Oh, the Living

Poem?

March 23, 2015

Oh, the living
Down there, so peaceful in their splendid colours and fiery wills, they run.
A will so neat, an instinct to survive so great it has lasted centuries, millennia.
And they conquer and spread and sow and reap all they claim as their own.
Oh, what a life it is they live, sprawling around in hundreds of alcoves, settlements,
valleys, forests, all to their pleasing.
All bending nature as they see fit, all demanding the world to bow and give.
The joy it is to see them all unfold from specks so tiny they can't even notice it themselves, into people and beings and voices that resonate and shatter throughout
the valleys and forests
letting them all be heard true.
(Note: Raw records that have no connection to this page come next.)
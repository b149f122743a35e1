//! Daily auto-publish loop
//!
//! Wakes every `check_interval_secs`, and when the UTC wall clock shows the
//! configured hour and minute publishes one article for the topic of the day.
//! A per-process guard keeps it to one run per calendar day; the guard is not
//! persisted, so a restart inside the trigger minute can publish again (the
//! stored article then gets a suffixed slug rather than replacing the first).

use chrono::{DateTime, Datelike, NaiveDate, Timelike, Utc};
use sqlx::SqlitePool;
use std::sync::Arc;
use std::time::Duration;
use stdg_common::config::AutoPublishConfig;
use stdg_common::db::Article;
use stdg_common::Result;
use tokio::sync::Mutex;
use tracing::{error, info};

use crate::content::topics::daily_topic;
use crate::content::{ContentPipeline, GenerationRequest};
use crate::db::articles;

pub struct AutoPublisher {
    db: SqlitePool,
    pipeline: Arc<ContentPipeline>,
    schedule: AutoPublishConfig,
    last_run: Mutex<Option<NaiveDate>>,
}

/// True when `now` is inside the trigger minute and no run happened today
pub fn should_fire(now: DateTime<Utc>, hour: u32, minute: u32, last_run: Option<NaiveDate>) -> bool {
    now.hour() == hour && now.minute() == minute && last_run != Some(now.date_naive())
}

impl AutoPublisher {
    pub fn new(db: SqlitePool, pipeline: Arc<ContentPipeline>, schedule: AutoPublishConfig) -> Self {
        Self {
            db,
            pipeline,
            schedule,
            last_run: Mutex::new(None),
        }
    }

    pub fn schedule(&self) -> &AutoPublishConfig {
        &self.schedule
    }

    /// Generate and store the article for `now`'s topic
    ///
    /// Used by the scheduled loop and by the manual trigger endpoint.
    pub async fn publish_for(&self, now: DateTime<Utc>) -> Result<Article> {
        let topic = daily_topic(now.day());
        let request = GenerationRequest::for_topic(topic);

        let content = self.pipeline.generate(&request).await;
        let source = content.source;
        let mut article = content.into_article(&request);
        articles::insert_with_unique_slug(&self.db, &mut article).await?;

        info!(
            topic = %topic,
            slug = %article.slug,
            source = ?source,
            "Auto-published article"
        );
        Ok(article)
    }

    /// One scheduler check; returns the article when a run happened
    pub async fn tick(&self, now: DateTime<Utc>) -> Option<Article> {
        let mut last_run = self.last_run.lock().await;
        if !should_fire(now, self.schedule.hour, self.schedule.minute, *last_run) {
            return None;
        }

        // Mark the day before running so a failure is not retried every tick
        *last_run = Some(now.date_naive());
        drop(last_run);

        match self.publish_for(now).await {
            Ok(article) => Some(article),
            Err(e) => {
                error!(error = %e, "Scheduled auto-publish failed");
                None
            }
        }
    }

    /// Run until the task is dropped; never returns
    pub async fn run_forever(self: Arc<Self>) {
        let period = Duration::from_secs(self.schedule.check_interval_secs);
        info!(
            hour = self.schedule.hour,
            minute = self.schedule.minute,
            check_interval_secs = self.schedule.check_interval_secs,
            "Auto-publish loop started"
        );

        let mut interval = tokio::time::interval(period);
        interval.set_missed_tick_behavior(tokio::time::MissedTickBehavior::Delay);
        loop {
            interval.tick().await;
            self.tick(Utc::now()).await;
        }
    }
}

#[cfg(test)]
mod tests {
    use super::*;
    use crate::content::AffiliateCatalog;
    use chrono::TimeZone;
    use sqlx::sqlite::SqlitePoolOptions;

    async fn test_pool() -> SqlitePool {
        let pool = SqlitePoolOptions::new()
            .max_connections(1)
            .idle_timeout(None)
            .max_lifetime(None)
            .connect("sqlite::memory:")
            .await
            .unwrap();
        stdg_common::db::create_schema(&pool).await.unwrap();
        pool
    }

    async fn publisher() -> AutoPublisher {
        let catalog = Arc::new(AffiliateCatalog::builtin().unwrap());
        AutoPublisher::new(
            test_pool().await,
            Arc::new(ContentPipeline::template_only(catalog)),
            AutoPublishConfig::default(),
        )
    }

    fn at(day: u32, hour: u32, minute: u32) -> DateTime<Utc> {
        Utc.with_ymd_and_hms(2025, 3, day, hour, minute, 30).unwrap()
    }

    #[test]
    fn test_should_fire_only_in_trigger_minute() {
        assert!(should_fire(at(1, 9, 0), 9, 0, None));
        assert!(!should_fire(at(1, 9, 1), 9, 0, None));
        assert!(!should_fire(at(1, 8, 0), 9, 0, None));
    }

    #[test]
    fn test_should_fire_once_per_day() {
        let today = at(1, 9, 0).date_naive();
        assert!(!should_fire(at(1, 9, 0), 9, 0, Some(today)));
        assert!(should_fire(at(2, 9, 0), 9, 0, Some(today)));
    }

    #[tokio::test]
    async fn test_publish_uses_daily_topic() {
        let publisher = publisher().await;
        let article = publisher.publish_for(at(1, 9, 0)).await.unwrap();
        assert_eq!(article.title, daily_topic(1));
        assert_eq!(article.category, "Project Management");
        assert_eq!(article.tags.len(), 5);
    }

    #[tokio::test]
    async fn test_tick_runs_once_per_day() {
        let publisher = publisher().await;
        assert!(publisher.tick(at(1, 8, 59)).await.is_none());
        assert!(publisher.tick(at(1, 9, 0)).await.is_some());
        assert!(publisher.tick(at(1, 9, 0)).await.is_none());
        assert_eq!(articles::count_articles(&publisher.db).await.unwrap(), 1);
    }

    #[tokio::test]
    async fn test_repeat_publish_never_overwrites() {
        let publisher = publisher().await;
        let first = publisher.publish_for(at(1, 9, 0)).await.unwrap();
        let second = publisher.publish_for(at(1, 9, 0)).await.unwrap();
        assert_ne!(first.slug, second.slug);
        assert!(second.slug.starts_with(&first.slug));
        assert_eq!(articles::count_articles(&publisher.db).await.unwrap(), 2);
    }
}
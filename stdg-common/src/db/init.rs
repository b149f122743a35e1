//! Database initialization
//!
//! Opens (or creates) the SQLite file and creates every table idempotently.

use crate::Result;
use sqlx::{sqlite::SqlitePoolOptions, SqlitePool};
use std::path::Path;
use tracing::info;

/// Initialize database connection and create tables if needed
pub async fn init_database(db_path: &Path) -> Result<SqlitePool> {
    let newly_created = !db_path.exists();

    if let Some(parent) = db_path.parent() {
        std::fs::create_dir_all(parent)?;
    }

    let db_url = format!("sqlite://{}?mode=rwc", db_path.display());
    let pool = SqlitePoolOptions::new()
        .max_connections(10)
        .connect(&db_url)
        .await?;

    if newly_created {
        info!("Initialized new database: {}", db_path.display());
    } else {
        info!("Opened existing database: {}", db_path.display());
    }

    // WAL lets readers proceed while a request writes
    sqlx::query("PRAGMA journal_mode = WAL")
        .execute(&pool)
        .await?;
    sqlx::query("PRAGMA busy_timeout = 5000")
        .execute(&pool)
        .await?;

    create_schema(&pool).await?;

    Ok(pool)
}

/// Create all tables and indexes (safe to call repeatedly)
pub async fn create_schema(pool: &SqlitePool) -> Result<()> {
    create_articles_table(pool).await?;
    create_tools_table(pool).await?;
    create_newsletter_table(pool).await?;

    info!("Database schema ready (articles, tools, newsletter_subscriptions)");
    Ok(())
}

async fn create_articles_table(pool: &SqlitePool) -> Result<()> {
    sqlx::query(
        r#"
        CREATE TABLE IF NOT EXISTS articles (
            id TEXT PRIMARY KEY,
            title TEXT NOT NULL,
            slug TEXT NOT NULL UNIQUE,
            content TEXT NOT NULL,
            excerpt TEXT NOT NULL DEFAULT '',
            meta_title TEXT NOT NULL DEFAULT '',
            meta_description TEXT NOT NULL DEFAULT '',
            keywords TEXT NOT NULL DEFAULT '[]',
            category TEXT NOT NULL,
            tags TEXT NOT NULL DEFAULT '[]',
            author TEXT NOT NULL,
            featured_image TEXT,
            published INTEGER NOT NULL DEFAULT 1,
            featured INTEGER NOT NULL DEFAULT 0,
            view_count INTEGER NOT NULL DEFAULT 0 CHECK (view_count >= 0),
            affiliate_links TEXT NOT NULL DEFAULT '[]',
            seo_score INTEGER NOT NULL DEFAULT 0 CHECK (seo_score BETWEEN 0 AND 100),
            published_at TEXT NOT NULL,
            created_at TEXT NOT NULL,
            updated_at TEXT NOT NULL
        )
        "#,
    )
    .execute(pool)
    .await?;

    sqlx::query(
        "CREATE INDEX IF NOT EXISTS idx_articles_published_at ON articles(published, published_at)",
    )
    .execute(pool)
    .await?;
    sqlx::query("CREATE INDEX IF NOT EXISTS idx_articles_category ON articles(category)")
        .execute(pool)
        .await?;

    Ok(())
}

async fn create_tools_table(pool: &SqlitePool) -> Result<()> {
    sqlx::query(
        r#"
        CREATE TABLE IF NOT EXISTS tools (
            id TEXT PRIMARY KEY,
            name TEXT NOT NULL,
            category TEXT NOT NULL,
            description TEXT NOT NULL,
            short_description TEXT NOT NULL DEFAULT '',
            pricing_type TEXT NOT NULL,
            pricing_details TEXT,
            starting_price REAL,
            features TEXT NOT NULL DEFAULT '[]',
            pros TEXT NOT NULL DEFAULT '[]',
            cons TEXT NOT NULL DEFAULT '[]',
            rating REAL NOT NULL DEFAULT 0 CHECK (rating BETWEEN 0 AND 5),
            affiliate_link TEXT,
            website_url TEXT,
            review TEXT NOT NULL DEFAULT '',
            created_at TEXT NOT NULL,
            updated_at TEXT NOT NULL
        )
        "#,
    )
    .execute(pool)
    .await?;

    sqlx::query("CREATE INDEX IF NOT EXISTS idx_tools_category ON tools(category)")
        .execute(pool)
        .await?;

    Ok(())
}

async fn create_newsletter_table(pool: &SqlitePool) -> Result<()> {
    sqlx::query(
        r#"
        CREATE TABLE IF NOT EXISTS newsletter_subscriptions (
            id TEXT PRIMARY KEY,
            email TEXT NOT NULL UNIQUE,
            name TEXT,
            subscribed_at TEXT NOT NULL,
            active INTEGER NOT NULL DEFAULT 1
        )
        "#,
    )
    .execute(pool)
    .await?;

    Ok(())
}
Letting them all be seen from here above.
And they all sound and laugh and cry.
And they all feed on terror, despair, demise.
And they all will end up in the same places that they all bend and break.
The valleys and forests.
And they will end there, in fickle, little shadows that once rang upon the world in a thousand colours, now only serving as a memory for the remains.
Their glorious, little minds wilt and spring anew, all as they barely remember what they cast aside in their incessant creation of temples.
They fleet on, fire in their hearts, thunder beneath their feet,
stepping ever closer to the day they one day too will be taken away and fed to the
valleys and forests.
Oh, what joy it is to watch them try and try, watch them bend and break, watch them rise and roar,
until their flame withers and their voices dim into the shadows above.




Thoughts:

I wonder if anyone can actually guess what this was intended to be (from my point of view). It might mean something entirely else to you, but that's just creation, I guess.
I do like it. Probably the most "poem-like" I'm going to get for now, but I felt it fit the tone of it. It might be seen as kind of a grim piece but I don't think it necessarily is. It's about death, sure, but by extension (and literally) it's also about life---I'll stop there. I don't want to explain it. That would sort of miss the point.